The Sound imaging instrument, commonly called Acoustic Camera, can display sound field as an image, which can show position and shape of the sound field visually.
A series of Sound imaging instruments were developed by IACAS: the first kind is the one with 64 units plane spiral microphone array whose pixel of acoustic image is 418,000. It has several work patterns and 3 specifications of 1m, 2m and 3m based on its diameter. Its frequency range separating sound and image is 200Hz-6 kHz, and frame rate is 4fps-25fps. All of these major indicators have already exceeded foreign similar products’ standard. The second kind is the spherical Sound imaging instrument combined with 1/2 inch electrets-condenser microphones and specially designed micro preamplifiers. This combination can largely prevent sound fields from disturbance caused by array elements. Meanwhile, signals detection circuit on the array has good electromagnetic compatibility even working in the electromagnetic environment. In addition, Sound imaging instruments have advantages of compact structure and easy operation.
After the Sound imaging instruments were produced successfully, a mass of tests were carried out to trace the abnormal noise source. The Daya Bay nuclear plant, Foxconn, Huawei, ZTE telecom, China South locomotive & Rolling Stock Corp. and dozens of other grand enterprise had already used this instrument to diagnose their mechanical failures, especially the abnormal whistling noise of an auto production line.

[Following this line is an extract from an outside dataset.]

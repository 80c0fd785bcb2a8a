//! Prompt templates used by the LLM-backed selector and synthesizer.

pub mod agent;

pub use agent::AgentPromptTemplate;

Internally, there is no product paralleled with the Sound imaging instrument. Externally, comparing with products of Acoustic Camera (GFal, Germany), BBM (Germany), B&K (Demark), LMS (Belgium), ACB (France), Norsonic (Norway), the prominent features of the Sound imaging instrument are as follows. The instrument can optimize design of array distribution for better false image suppression capability and develop on the basis of actual application environment for working on complex sound field environment. It uses highest precision measurement microphone and micro preamplifier for measuring mechanical noise, while the foreign products are not suiting to mechanical noise because of their using of ordinary microphone. Larger aperture for measuring mechanical low frequency noise is equipped, while normal apertures of foreign products sold in domestic market are less than 1m. Large number of array elements (64 microphones) for strong noise suppression is provided, while some foreign products are 36 or 48 elements. It has high SNR of 14 dB for more and more accuracy acoustic image and broad frequency range of measurement of 2Hz-20kHz. The frequency range separating sound and image is 200Hz-6 kHz, while respective indicators of foreign products are 100Hz-10kHz and 600Hz-6000Hz. Dynamic range is 15dB-120dB and frame rate is 25fps, which is far more than foreign similar products. It could measure in-vehicles in multiple modes. The 4w power consumption can be supported by batteries for convenient operation. Only one USB connection between the Sound imaging instrument and computer is used, while foreign products need more complex electric connection.
Sound imaging instrument has been paid attention to by many industries and institutes since it came out, and was purchased by many universities and colleges for their research work in laboratory.
After a three-years market surveying and testing, it is proved that the Sound imaging instrument as a non-contacting noise measurement instrument can be widely applied not only for measuring and analyzing equipments’ noises, but also for evaluating and monitoring environment noises or detecting noise stimulated by vibration and other reasons. Sound imaging instrument can help to decrease noise in research and production of new equipments, locate the abnormal noise in equipments’ maintenance, evaluate the location and intensity of noise, observe status of generation and transition of multi-noise source, and examine status of equipment installation, debugging and running. It can also be applied in finding noises and failure of equipments in the manufacture and maintenance of household appliances, computer and communication products, as well as in the fields of manufacture, installation and running of auto, train, aircraft and ship, and manufacture of engines (petrol, diesel and electricity) and power generator (thermal, hydropower and wind).
Acoustic fault diagnosis technologies have made great achievements with appearance of the Sound imaging instruments which must have a very bright prospect and will push forward mechanical equipment fault diagnosis for a greater progress.